Salihamidzic cried “every day for three months”

From the war to Germany
Salihamidžić “cried every day for three months”

Hasan Salihamidžić got to know Germany as an open, friendly and fair country when he arrived here in 1992. Today’s Bayern manager tells in a touching way about his escape from the Balkan War, about the advantages of football and how close a bombing came to him.

Bayern Munich’s sports director Hasan Salihamidžić gave very personal insights into his life. He spoke in “DFL Magazin” about the war in the Balkans, his escape to Hamburg – and his image of Germany.

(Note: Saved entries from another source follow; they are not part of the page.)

use leetsync::format::{
    format_readme_header, format_readme_section, format_solution_file, format_tags, ReadmeEntry,
};
use leetsync::model::{Problem, Submission};
use leetsync::organise::Statistics;

fn submission(language: &str) -> Submission {
    Submission {
        id: "123".to_string(),
        code: "SELECT 1;".to_string(),
        // 2024-10-04 12:00:00 UTC
        timestamp: 1_728_043_200,
        status: "Accepted".to_string(),
        language: language.to_string(),
        runtime: Some("312 ms".to_string()),
        memory: Some("0 MB".to_string()),
        problem: Problem {
            question_id: "175".to_string(),
            title: "Combine Two Tables".to_string(),
            title_slug: "combine-two-tables".to_string(),
            content: String::new(),
            difficulty: "Easy".to_string(),
            tags: vec!["Database".to_string()],
        },
    }
}

#[test]
fn sql_languages_get_single_line_comment_headers() {
    for lang in ["mysql", "mssql", "oraclesql", "postgresql"] {
        let content = format_solution_file(&submission(lang), 0);

        assert!(content.starts_with("-- Problem: 175. Combine Two Tables\n"));
        assert!(content.contains("-- Link: https://leetcode.com/problems/combine-two-tables/\n"));
        assert!(content.contains("-- Difficulty: Easy\n"));
        assert!(content.contains("-- Tags: Database\n"));
        assert!(content.contains("-- Submitted: 2024-10-04 12:00:00\n"));
        assert!(content.contains("-- Status: Accepted\n"));
        // SQL headers carry no runtime/memory/language lines.
        assert!(!content.contains("Runtime"));
        assert!(!content.contains("/*"));
    }
}

#[test]
fn generic_languages_get_block_comment_headers() {
    let mut sub = submission("python3");
    sub.code = "class Solution: pass".to_string();
    let content = format_solution_file(&sub, 0);

    assert!(content.starts_with("/*\n * Problem: 175. Combine Two Tables\n"));
    assert!(content.contains(" * - Runtime: 312 ms\n"));
    assert!(content.contains(" * - Memory: 0 MB\n"));
    assert!(content.contains(" * - Language: python3\n"));
    assert!(content.contains(" */\n"));
    // No version line for a sole submission.
    assert!(!content.contains("Version:"));
}

#[test]
fn version_line_appears_only_for_positive_versions() {
    let sub = submission("rust");

    let v0 = format_solution_file(&sub, 0);
    assert!(!v0.contains(" * - Version:"));

    let v2 = format_solution_file(&sub, 2);
    assert!(v2.contains(" * - Version: 2\n"));
}

#[test]
fn header_and_code_are_separated_by_one_blank_line() {
    let content = format_solution_file(&submission("mysql"), 0);
    assert!(content.ends_with("-- Status: Accepted\n\nSELECT 1;"));

    let block = format_solution_file(&submission("rust"), 0);
    assert!(block.ends_with(" */\n\nSELECT 1;"));
}

#[test]
fn missing_metrics_render_as_not_available() {
    let mut sub = submission("rust");
    sub.runtime = None;
    sub.memory = Some(String::new());
    let content = format_solution_file(&sub, 0);

    assert!(content.contains(" * - Runtime: N/A\n"));
    assert!(content.contains(" * - Memory: N/A\n"));
}

#[test]
fn readme_section_lists_problems_in_a_table() {
    let problems = vec![
        ReadmeEntry {
            id: "1".to_string(),
            title: "Two Sum".to_string(),
            url: "https://leetcode.com/problems/two-sum/".to_string(),
            difficulty: "Easy".to_string(),
            solutions: 3,
        },
        ReadmeEntry {
            id: "15".to_string(),
            title: "3Sum".to_string(),
            url: "https://leetcode.com/problems/3sum/".to_string(),
            difficulty: "Medium".to_string(),
            solutions: 1,
        },
    ];

    let section = format_readme_section("Arrays", &problems);

    assert!(section.contains("## Arrays\n"));
    assert!(section.contains("**Total Problems:** 2\n"));
    assert!(section.contains("| # | Problem | Difficulty | Solutions |\n"));
    assert!(section.contains("| 1 | [Two Sum](https://leetcode.com/problems/two-sum/) | Easy | 3 |\n"));
    assert!(section.contains("| 15 | [3Sum](https://leetcode.com/problems/3sum/) | Medium | 1 |\n"));
}

#[test]
fn readme_section_omits_table_when_empty() {
    let section = format_readme_section("Trees", &[]);

    assert!(section.contains("## Trees\n"));
    assert!(section.contains("**Total Problems:** 0\n"));
    assert!(!section.contains("| # |"));
}

#[test]
fn readme_header_reports_overall_statistics() {
    let stats = Statistics {
        total: 10,
        easy: 4,
        medium: 5,
        hard: 1,
        by_tag: Default::default(),
        unique_problems: 8,
    };

    let header = format_readme_header(&stats, "2024-10-04");

    assert!(header.starts_with("# LeetCode Solutions\n"));
    assert!(header.contains("**Total Problems Solved:** 8\n"));
    assert!(header.contains("**Easy:** 4 | **Medium:** 5 | **Hard:** 1\n"));
    assert!(header.contains("**Last Updated:** 2024-10-04\n"));
}

#[test]
fn tags_join_with_comma_and_space() {
    let tags = vec!["Array".to_string(), "Hash Table".to_string()];
    assert_eq!(format_tags(&tags), "Array, Hash Table");
    assert_eq!(format_tags(&[]), "");
}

He got to know this “in 1992. Germany is open, friendly and fair – apart from the people who express their hatred on social media. Nobody ever said anything xenophobic to my face,” said Salihamidzic.

And “if it does,” he added, “I missed that – because I think very differently. For me it is completely irrelevant how a person looks, what religion he has and what passport”. In football in particular, according to Salihamidžić, “what you can do that counts. Not who you are. And football also makes it relatively easy to make friends”. Even after his escape, sport “played an important role” in integration.

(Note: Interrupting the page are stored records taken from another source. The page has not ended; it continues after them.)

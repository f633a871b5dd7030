use anyhow::Result;
use clap::Parser;
use leetsync::cli::{run, Cli};

#[tokio::main]
async fn main() -> Result<()> {
    // Load environment (.env is optional).
    dotenvy::dotenv().ok();

    // Initialize tracing for the CLI.
    tracing_subscriber::fmt::init();
    tracing::info!("CLI application startup: tracing initialised, environment loaded");

    let cli = Cli::parse();
    let result = run(cli).await;
    match &result {
        Ok(_) => tracing::info!("CLI completed successfully"),
        Err(e) => tracing::error!(error = %e, "CLI exited with error"),
    }
    result
}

In 1992 Salihamidžić fled from his birthplace Jablanica in what was then Yugoslavia and now Bosnia and Herzegovina to Hamburg to escape the horrors of the Balkan War. “Those were terrible times. Jablanica was bombed. A dud hit us in the hallway. Thank God we all survived,” he said in retrospect.

At the age of 15 he was finally “smuggled into Croatia in a bus past several checkpoints”. At the border with Slovenia the Croatian soldiers “laughed to pieces” when he said that his goal was Hamburg to become a professional there. But Salihamidžić reached the Hanseatic city via Split and Dortmund – and his dream came true there.

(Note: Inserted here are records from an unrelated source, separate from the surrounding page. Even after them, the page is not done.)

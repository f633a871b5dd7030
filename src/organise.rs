//! Solution organiser: tag filtering, folder resolution, grouping and
//! version assignment.
//!
//! This is the deterministic core of a sync run. Given an unordered batch of
//! submissions it decides which folder each problem lands in, how multiple
//! submissions to the same problem are sequenced into versioned filenames,
//! and what the aggregate statistics look like. Everything here is pure:
//! same inputs, same outputs, no I/O.

use std::collections::{BTreeMap, HashMap, HashSet};
use std::sync::OnceLock;

use regex::Regex;
use tracing::info;

use crate::model::Submission;

/// Folder used when no active tag of a problem has a mapping.
pub const FALLBACK_FOLDER: &str = "Others";

const MAX_FILENAME_LENGTH: usize = 200;
const INVALID_FILENAME_CHARS: &[char] = &['/', '\\', ':', '*', '?', '"', '<', '>', '|'];

/// One output file derived from a submission: where it goes and which
/// version it is. Version 0 means "sole submission for this problem" and the
/// filename carries no suffix; versions 1..N are assigned by ascending
/// submission timestamp.
#[derive(Debug, Clone)]
pub struct OrganisedFile {
    pub folder: String,
    /// Full repository path, `<folder>/<filename>`.
    pub path: String,
    pub submission: Submission,
    pub version: u32,
}

/// Aggregate counts over a batch of submissions.
#[derive(Debug, Clone, Default, PartialEq, Eq)]
pub struct Statistics {
    pub total: usize,
    pub easy: usize,
    pub medium: usize,
    pub hard: usize,
    pub by_tag: BTreeMap<String, usize>,
    pub unique_problems: usize,
}

/// Organises submissions by topic tag and manages solution versions.
pub struct Organiser {
    /// Tag (lowercased) → folder name.
    tag_mappings: HashMap<String, String>,
    /// Lowercased allow-list of tags eligible for syncing.
    active_tags: Vec<String>,
}

impl Organiser {
    pub fn new(tag_mappings: &HashMap<String, String>, active_tags: &[String]) -> Self {
        Self {
            tag_mappings: tag_mappings
                .iter()
                .map(|(tag, folder)| (tag.to_lowercase(), folder.clone()))
                .collect(),
            active_tags: active_tags.iter().map(|t| t.to_lowercase()).collect(),
        }
    }

    /// Keep only submissions whose problem has at least one active tag.
    /// Input order is preserved; empty input yields empty output.
    pub fn filter_by_tags(&self, submissions: Vec<Submission>) -> Vec<Submission> {
        let filtered: Vec<Submission> = submissions
            .into_iter()
            .filter(|sub| {
                self.active_tags
                    .iter()
                    .any(|active| sub.problem.has_tag(active))
            })
            .collect();

        info!(count = filtered.len(), "Filtered submissions matching active tags");
        filtered
    }

    /// Destination folder for a submission: the first problem tag (in
    /// upstream order) that is both active and mapped wins. Active tags
    /// without a mapping fall through to later tags; no match at all lands
    /// in [`FALLBACK_FOLDER`].
    ///
    /// Upstream tag order is not documented as stable, and this first-match
    /// policy is deliberately kept order-sensitive to match the source
    /// platform's behaviour. No secondary sort is applied.
    pub fn folder_for(&self, submission: &Submission) -> String {
        for tag in &submission.problem.tags {
            let tag_lower = tag.to_lowercase();
            if !self.active_tags.contains(&tag_lower) {
                continue;
            }
            if let Some(folder) = self.tag_mappings.get(&tag_lower) {
                return folder.clone();
            }
        }
        FALLBACK_FOLDER.to_string()
    }

    /// Group submissions by problem slug, each group sorted by ascending
    /// timestamp. Groups keep the first-encounter order of their slugs, so
    /// refetched duplicates of the same problem merge into one group.
    pub fn group_by_problem(
        &self,
        submissions: Vec<Submission>,
    ) -> Vec<(String, Vec<Submission>)> {
        let mut index: HashMap<String, usize> = HashMap::new();
        let mut groups: Vec<(String, Vec<Submission>)> = Vec::new();

        for submission in submissions {
            let slug = submission.problem.title_slug.clone();
            match index.get(&slug) {
                Some(&i) => groups[i].1.push(submission),
                None => {
                    index.insert(slug.clone(), groups.len());
                    groups.push((slug, vec![submission]));
                }
            }
        }

        for (_, group) in &mut groups {
            group.sort_by_key(|sub| sub.timestamp);
        }

        groups
    }

    /// Turn a batch of submissions into organised file entries.
    ///
    /// A problem with a single submission yields one entry at version 0 with
    /// no filename suffix; multiple submissions yield entries at versions
    /// 1..N. The whole group shares the folder resolved from its earliest
    /// submission's tags.
    pub fn organise_files(&self, submissions: Vec<Submission>) -> Vec<OrganisedFile> {
        let grouped = self.group_by_problem(submissions);
        let mut files = Vec::new();
        let problem_count = grouped.len();

        for (slug, group) in grouped {
            let folder = self.folder_for(&group[0]);
            let multi = group.len() > 1;

            for (i, sub) in group.into_iter().enumerate() {
                let version = if multi { (i + 1) as u32 } else { 0 };
                let filename = slug_to_filename(&slug, version, sub.file_extension());
                files.push(OrganisedFile {
                    path: format!("{folder}/{filename}"),
                    folder: folder.clone(),
                    submission: sub,
                    version,
                });
            }
        }

        info!(
            files = files.len(),
            problems = problem_count,
            "Organised submissions into files"
        );
        files
    }

    /// Aggregate statistics for a batch of submissions. Difficulties other
    /// than the three known labels are excluded from all buckets; a
    /// submission with K tags increments K tag counters.
    pub fn statistics(&self, submissions: &[Submission]) -> Statistics {
        let mut stats = Statistics {
            total: submissions.len(),
            ..Statistics::default()
        };

        let mut slugs: HashSet<&str> = HashSet::new();
        for sub in submissions {
            match sub.problem.difficulty.to_lowercase().as_str() {
                "easy" => stats.easy += 1,
                "medium" => stats.medium += 1,
                "hard" => stats.hard += 1,
                _ => {}
            }
            for tag in &sub.problem.tags {
                *stats.by_tag.entry(tag.clone()).or_insert(0) += 1;
            }
            slugs.insert(&sub.problem.title_slug);
        }
        stats.unique_problems = slugs.len();

        stats
    }
}

/// Strip blacklisted characters, collapse hyphen runs, trim edge hyphens and
/// truncate to the maximum filename length. A slug that is already clean and
/// short enough passes through unchanged.
pub fn sanitise_filename(filename: &str) -> String {
    static HYPHEN_RUN: OnceLock<Regex> = OnceLock::new();
    let hyphen_run = HYPHEN_RUN.get_or_init(|| Regex::new("-+").expect("valid regex"));

    let replaced: String = filename
        .chars()
        .map(|c| if INVALID_FILENAME_CHARS.contains(&c) { '-' } else { c })
        .collect();
    let collapsed = hyphen_run.replace_all(&replaced, "-");
    let trimmed = collapsed.trim_matches('-');

    trimmed.chars().take(MAX_FILENAME_LENGTH).collect()
}

/// Build a filename from a problem slug: `<slug><ext>` for version 0,
/// `<slug>_v<N><ext>` otherwise.
pub fn slug_to_filename(slug: &str, version: u32, extension: &str) -> String {
    let base = sanitise_filename(slug);
    if version > 0 {
        format!("{base}_v{version}{extension}")
    } else {
        format!("{base}{extension}")
    }
}
//! Sky state for the Aeris viewer: weather presets with timed rotation,
//! the scaled simulation clock, and the sun direction/intensity rule.
//!
//! Cloud rendering itself is the atmosphere collaborator's job; this crate
//! only decides which preset is active and where the sun is.

mod clock;
mod sun;
mod weather;

pub use clock::SimClock;
pub use sun::{sun_direction, sun_intensity};
pub use weather::{CloudChannel, CloudLayer, WeatherPreset, WeatherSchedule, default_presets};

The separation from his family was very painful. “During the first three months I cried every day,” said the 44-year-old. Salihamidžić was sent to Hamburg by his family in 1992 at the age of 15, where he was later able to start a career in the Bundesliga. “Before I left, I had written the most important sentences and expressions in a small book. One of them was: ‘I want a lemonade’,” said Salihamidžić, remembering his first sentence in German.